── MATERIAL PROVIDED ──

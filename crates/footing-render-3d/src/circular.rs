//! Cylindrical columns on a ring.

use footing_core::{CircularColumnParams, ModelKind, PostLayout, Result};
use footing_layout::compute_circular_layout;

use crate::geometry::Shape;
use crate::group::{check_post_count, GroupPlan, ShapeFamily};
use crate::slab::{slab_shape, Footprint};

/// A ring of vertical cylindrical columns on a slab.
///
/// The slab footprint is the square around the nominal ring. The layout
/// already carries the effective placement radius; `post_radius` only sizes
/// the columns.
pub struct CircularColumns;

impl ShapeFamily for CircularColumns {
    type Params = CircularColumnParams;
    type Layout = PostLayout;

    const KIND: ModelKind = ModelKind::CircularColumns;

    fn layout(params: &CircularColumnParams) -> Result<PostLayout> {
        params.validate()?;
        compute_circular_layout(
            params.radius,
            params.post_offset,
            params.post_count,
            params.post_elevation(),
        )
    }

    fn plan(layout: &PostLayout, params: &CircularColumnParams) -> Result<GroupPlan> {
        params.validate()?;
        check_post_count("postCount", params.post_count as usize, layout.len())?;

        let diameter = 2.0 * params.radius;
        let slab = slab_shape(
            &Footprint::centered(diameter, diameter),
            &params.margins,
            params.concrete_thickness,
            params.is_finite_concrete,
        );
        let posts = layout
            .iter()
            .map(|p| Shape::cylinder(params.post_radius, params.column_height).translate_f64(p.x, p.y, p.z))
            .collect();

        Ok(GroupPlan {
            slab,
            bodies: Vec::new(),
            posts,
        })
    }
}

#[cfg(test)]
mod tests {
    use super::*;
    use crate::geometry::ShapeKind;
    use crate::scene::{PrimitiveRole, Scene3D};
    use footing_core::{validate::MAX_EXTENT, FootingError};

    #[test]
    fn test_build_reference_ring() {
        let mut scene = Scene3D::new();
        let params = CircularColumnParams::default();
        let group = CircularColumns::build(&mut scene, &params).unwrap();

        assert_eq!(group.post_ids().len(), 10);
        assert_eq!(group.primitive_count(), 11);
        let first = scene.object(group.post_ids()[0]).unwrap();
        assert_eq!(first.role, PrimitiveRole::Post);
        let pos = first.shape.position();
        assert!((pos.x - 1.44).abs() < 1e-5);
        assert!((pos.y - 1.75).abs() < 1e-6);
        // columns stand on the slab
        assert!((first.shape.bounding_box().min.y - 1.0).abs() < 1e-6);
    }

    #[test]
    fn test_post_radius_does_not_move_posts() {
        let params = CircularColumnParams::default();
        let thick = CircularColumnParams {
            post_radius: 0.2,
            ..params.clone()
        };
        assert_eq!(CircularColumns::layout(&params).unwrap(), CircularColumns::layout(&thick).unwrap());

        let plan = CircularColumns::plan(&CircularColumns::layout(&thick).unwrap(), &thick).unwrap();
        assert_eq!(*plan.posts[0].kind(), ShapeKind::Cylinder { radius: 0.2, height: 1.5 });
    }

    #[test]
    fn test_finite_toggle_changes_only_slab_extent() {
        let mut scene = Scene3D::new();
        let infinite = CircularColumnParams {
            is_finite_concrete: false,
            ..Default::default()
        };
        let mut group = CircularColumns::build(&mut scene, &infinite).unwrap();
        let before = group.snapshot(&scene);
        let post_ids = group.post_ids().to_vec();

        let finite = CircularColumnParams {
            is_finite_concrete: true,
            ..infinite
        };
        CircularColumns::rebuild(&mut scene, &mut group, &finite).unwrap();
        let after = group.snapshot(&scene);

        assert_eq!(group.post_ids(), post_ids.as_slice());
        assert_eq!(before.len(), after.len());
        assert_ne!(before[0], after[0]);
        assert_eq!(before[0].bounds.center(), after[0].bounds.center());
        assert_eq!(before[1..], after[1..]);
    }

    #[test]
    fn test_mismatched_layout_rejected_without_side_effects() {
        let mut scene = Scene3D::new();
        let params = CircularColumnParams::default();
        let short = compute_circular_layout(1.5, 0.06, 4, 1.75).unwrap();

        let err = CircularColumns::create(&mut scene, &short, &params).unwrap_err();
        assert!(err.is_invalid_parameter());
        assert_eq!(scene.object_count(), 0);
        assert_eq!(scene.material_count(), 0);
    }

    #[test]
    fn test_invalid_update_keeps_prior_geometry() {
        let mut scene = Scene3D::new();
        let params = CircularColumnParams::default();
        let mut group = CircularColumns::build(&mut scene, &params).unwrap();
        let before = group.snapshot(&scene);
        scene.drain_changes();

        let bad = CircularColumnParams {
            post_offset: 2.0,
            ..params
        };
        assert!(CircularColumns::rebuild(&mut scene, &mut group, &bad).is_err());
        assert_eq!(group.snapshot(&scene), before);
        assert!(scene.drain_changes().is_empty());
    }

    #[test]
    fn test_largest_ring_updates_idempotently() {
        let mut scene = Scene3D::new();
        let params = CircularColumnParams {
            radius: MAX_EXTENT,
            is_finite_concrete: false,
            ..Default::default()
        };
        let mut group = CircularColumns::build(&mut scene, &params).unwrap();
        let before = group.snapshot(&scene);
        scene.drain_changes();

        CircularColumns::rebuild(&mut scene, &mut group, &params).unwrap();
        assert!(scene.drain_changes().is_empty());
        assert_eq!(group.snapshot(&scene), before);
        assert!(before.iter().all(|p| p.bounds.min.is_finite() && p.bounds.max.is_finite()));
    }

    #[test]
    fn test_oversized_inputs_rejected() {
        let mut scene = Scene3D::new();
        let huge = CircularColumnParams {
            radius: f64::MAX / 1.5,
            ..Default::default()
        };
        assert!(CircularColumns::build(&mut scene, &huge).unwrap_err().is_invalid_parameter());

        let crowded = CircularColumnParams {
            post_count: u32::MAX,
            ..Default::default()
        };
        assert!(CircularColumns::build(&mut scene, &crowded).unwrap_err().is_invalid_parameter());
        assert_eq!(scene.object_count(), 0);
    }

    #[test]
    fn test_update_after_dispose_fails() {
        let mut scene = Scene3D::new();
        let params = CircularColumnParams::default();
        let mut group = CircularColumns::build(&mut scene, &params).unwrap();
        group.dispose(&mut scene);

        let layout = CircularColumns::layout(&params).unwrap();
        let err = CircularColumns::update(&mut scene, &mut group, &layout, &params).unwrap_err();
        assert_eq!(err, FootingError::DisposedGroupReuse { group: group.id() });
        assert_eq!(scene.object_count(), 0);
    }
}
//! 3D geometry types and operations.

use glam::{Mat4, Vec3};

/// A solid primitive with its placement.
#[derive(Debug, Clone, PartialEq)]
pub struct Shape {
    kind: ShapeKind,
    bounds: BoundingBox,
    transform: Mat4,
}

/// The kind of shape.
#[derive(Debug, Clone, Copy, PartialEq)]
pub enum ShapeKind {
    Box { width: f64, height: f64, depth: f64 },
    Cylinder { radius: f64, height: f64 },
}

/// Axis-aligned bounding box.
#[derive(Debug, Clone, Copy, PartialEq)]
pub struct BoundingBox {
    pub min: Vec3,
    pub max: Vec3,
}

impl BoundingBox {
    pub fn new(min: Vec3, max: Vec3) -> Self {
        Self { min, max }
    }

    pub fn from_points(points: impl Iterator<Item = Vec3>) -> Option<Self> {
        let mut min = Vec3::splat(f32::INFINITY);
        let mut max = Vec3::splat(f32::NEG_INFINITY);
        let mut has_points = false;

        for p in points {
            min = min.min(p);
            max = max.max(p);
            has_points = true;
        }

        if has_points {
            Some(Self { min, max })
        } else {
            None
        }
    }

    pub fn size(&self) -> Vec3 {
        self.max - self.min
    }

    pub fn center(&self) -> Vec3 {
        (self.min + self.max) * 0.5
    }

    /// Merge with another bounding box.
    pub fn union(&self, other: &BoundingBox) -> BoundingBox {
        BoundingBox {
            min: self.min.min(other.min),
            max: self.max.max(other.max),
        }
    }
}

impl Shape {
    /// Create a box shape centered at origin.
    pub fn box_shape(width: f64, height: f64, depth: f64) -> Self {
        let half = Vec3::new(width as f32 / 2.0, height as f32 / 2.0, depth as f32 / 2.0);
        Self {
            kind: ShapeKind::Box { width, height, depth },
            bounds: BoundingBox::new(-half, half),
            transform: Mat4::IDENTITY,
        }
    }

    /// Create a cylinder shape centered at origin, extending along Y axis.
    pub fn cylinder(radius: f64, height: f64) -> Self {
        let r = radius as f32;
        let h = height as f32 / 2.0;
        Self {
            kind: ShapeKind::Cylinder { radius, height },
            bounds: BoundingBox::new(
                Vec3::new(-r, -h, -r),
                Vec3::new(r, h, r),
            ),
            transform: Mat4::IDENTITY,
        }
    }

    /// Get the shape kind.
    pub fn kind(&self) -> &ShapeKind {
        &self.kind
    }

    /// Get the bounding box.
    pub fn bounding_box(&self) -> BoundingBox {
        self.bounds
    }

    /// Get the transform matrix.
    pub fn transform(&self) -> Mat4 {
        self.transform
    }

    /// Where the shape's local origin ends up.
    pub fn position(&self) -> Vec3 {
        self.transform.w_axis.truncate()
    }

    /// Apply a translation.
    pub fn translate(mut self, offset: Vec3) -> Self {
        self.transform = Mat4::from_translation(offset) * self.transform;
        self.bounds = BoundingBox::new(self.bounds.min + offset, self.bounds.max + offset);
        self
    }

    /// Translate by a double-precision offset.
    pub fn translate_f64(self, x: f64, y: f64, z: f64) -> Self {
        self.translate(Vec3::new(x as f32, y as f32, z as f32))
    }
}

/// A triangle mesh for rendering.
#[derive(Debug, Clone, Default, PartialEq)]
pub struct Mesh {
    pub vertices: Vec<Vec3>,
    pub normals: Vec<Vec3>,
    pub indices: Vec<u32>,
}

impl Mesh {
    pub fn triangle_count(&self) -> usize {
        self.indices.len() / 3
    }

    /// Compute the bounding box of the mesh.
    pub fn bounding_box(&self) -> Option<BoundingBox> {
        BoundingBox::from_points(self.vertices.iter().copied())
    }

    /// Transform all vertices by a matrix.
    pub fn transform(&mut self, matrix: Mat4) {
        let normal_matrix = matrix.inverse().transpose();

        for v in &mut self.vertices {
            *v = matrix.transform_point3(*v);
        }

        for n in &mut self.normals {
            *n = normal_matrix.transform_vector3(*n).normalize();
        }
    }

    /// Flatten positions to `[x0, y0, z0, x1, ...]` for upload.
    pub fn flat_positions(&self) -> Vec<f32> {
        self.vertices.iter().flat_map(|v| v.to_array()).collect()
    }

    pub fn flat_normals(&self) -> Vec<f32> {
        self.normals.iter().flat_map(|n| n.to_array()).collect()
    }
}
//! Circular post arrangement.

use std::f64::consts::TAU;

use footing_core::{validate, FootingError, Point3, PostLayout, Result};

/// Place `count` posts evenly on a circle of radius `radius - edge_offset`
/// in the horizontal plane at height `elevation`.
///
/// The first post sits at angle 0 (on +x); angles grow toward +z in steps
/// of `2π / count`.
pub fn compute_circular_layout(
    radius: f64,
    edge_offset: f64,
    count: u32,
    elevation: f64,
) -> Result<PostLayout> {
    validate::positive("radius", radius)?;
    validate::non_negative("edgeOffset", edge_offset)?;
    validate::count("count", count)?;
    validate::finite("elevation", elevation)?;

    let effective = radius - edge_offset;
    if effective <= 0.0 {
        return Err(FootingError::invalid(
            "edgeOffset",
            format!("effective radius {radius} - {edge_offset} must stay positive"),
        ));
    }

    let step = TAU / count as f64;
    let points = (0..count)
        .map(|i| {
            let angle = step * i as f64;
            Point3::new(effective * angle.cos(), elevation, effective * angle.sin())
        })
        .collect();

    Ok(PostLayout::new(points))
}
//! Core value types: coordinates, layouts, colors, and model identifiers.

use std::fmt;

/// A coordinate triple. y is up.
#[derive(Debug, Clone, Copy, PartialEq, Default)]
#[cfg_attr(feature = "serde", derive(serde::Serialize, serde::Deserialize))]
pub struct Point3 {
    pub x: f64,
    pub y: f64,
    pub z: f64,
}

impl Point3 {
    pub const fn new(x: f64, y: f64, z: f64) -> Self {
        Self { x, y, z }
    }

    /// Distance from the vertical axis through the origin.
    pub fn horizontal_distance(&self) -> f64 {
        self.x.hypot(self.z)
    }

    /// Angle in the horizontal plane, measured from +x toward +z.
    pub fn azimuth(&self) -> f64 {
        self.z.atan2(self.x)
    }
}

/// Ordered post positions for one geometry instance.
///
/// Order carries no meaning beyond determinism.
#[derive(Debug, Clone, PartialEq, Default)]
#[cfg_attr(feature = "serde", derive(serde::Serialize, serde::Deserialize))]
pub struct PostLayout {
    points: Vec<Point3>,
}

impl PostLayout {
    pub fn new(points: Vec<Point3>) -> Self {
        Self { points }
    }

    pub fn points(&self) -> &[Point3] {
        &self.points
    }

    pub fn len(&self) -> usize {
        self.points.len()
    }

    pub fn is_empty(&self) -> bool {
        self.points.is_empty()
    }

    pub fn iter(&self) -> std::slice::Iter<'_, Point3> {
        self.points.iter()
    }

    /// Minimum and maximum of a coordinate across all points.
    pub fn extent(&self, axis: impl Fn(&Point3) -> f64) -> Option<(f64, f64)> {
        self.points.iter().map(axis).fold(None, |acc, v| match acc {
            None => Some((v, v)),
            Some((lo, hi)) => Some((lo.min(v), hi.max(v))),
        })
    }
}

impl From<Vec<Point3>> for PostLayout {
    fn from(points: Vec<Point3>) -> Self {
        Self::new(points)
    }
}

impl<'a> IntoIterator for &'a PostLayout {
    type Item = &'a Point3;
    type IntoIter = std::slice::Iter<'a, Point3>;

    fn into_iter(self) -> Self::IntoIter {
        self.points.iter()
    }
}

/// RGBA color with components in 0.0..=1.0.
#[derive(Debug, Clone, Copy, PartialEq)]
#[cfg_attr(feature = "serde", derive(serde::Serialize, serde::Deserialize))]
pub struct Color {
    pub r: f32,
    pub g: f32,
    pub b: f32,
    pub a: f32,
}

impl Color {
    /// Create from 8-bit RGB values.
    pub fn from_rgb8(r: u8, g: u8, b: u8) -> Self {
        Self {
            r: r as f32 / 255.0,
            g: g as f32 / 255.0,
            b: b as f32 / 255.0,
            a: 1.0,
        }
    }

    /// Convert to hex string (e.g., "#FF5733").
    pub fn to_hex(&self) -> String {
        let to8 = |c: f32| (c.clamp(0.0, 1.0) * 255.0).round() as u8;
        format!("#{:02X}{:02X}{:02X}", to8(self.r), to8(self.g), to8(self.b))
    }
}

/// The three shape families a viewer can show. Exactly one is active.
#[derive(Debug, Clone, Copy, PartialEq, Eq, Hash, Default)]
#[cfg_attr(feature = "serde", derive(serde::Serialize, serde::Deserialize))]
#[cfg_attr(feature = "serde", serde(rename_all = "camelCase"))]
pub enum ModelKind {
    #[default]
    CircularColumns,
    ComplexColumn,
    RectangleColumn,
}

impl ModelKind {
    pub const ALL: [ModelKind; 3] = [
        ModelKind::CircularColumns,
        ModelKind::ComplexColumn,
        ModelKind::RectangleColumn,
    ];

    pub fn as_str(&self) -> &'static str {
        match self {
            ModelKind::CircularColumns => "circularColumns",
            ModelKind::ComplexColumn => "complexColumn",
            ModelKind::RectangleColumn => "rectangleColumn",
        }
    }

    /// Parse the selector name used by the UI layer.
    pub fn from_name(name: &str) -> Option<Self> {
        Self::ALL.into_iter().find(|kind| kind.as_str() == name)
    }
}

impl fmt::Display for ModelKind {
    fn fmt(&self, f: &mut fmt::Formatter<'_>) -> fmt::Result {
        f.write_str(self.as_str())
    }
}

/// Identifier of a geometry group, unique within one host scene.
#[derive(Debug, Clone, Copy, PartialEq, Eq, Hash, PartialOrd, Ord)]
#[cfg_attr(feature = "serde", derive(serde::Serialize, serde::Deserialize))]
pub struct GroupId(pub u64);

impl fmt::Display for GroupId {
    fn fmt(&self, f: &mut fmt::Formatter<'_>) -> fmt::Result {
        write!(f, "#{}", self.0)
    }
}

───

EXERCISE PROMPT |
Your answer should be the lines of the records that hold the string "None".

ANSWER BELOW |
            None
        self.points.iter().map(axis).fold(None, |acc, v| match acc {
            None => Some((v, v)),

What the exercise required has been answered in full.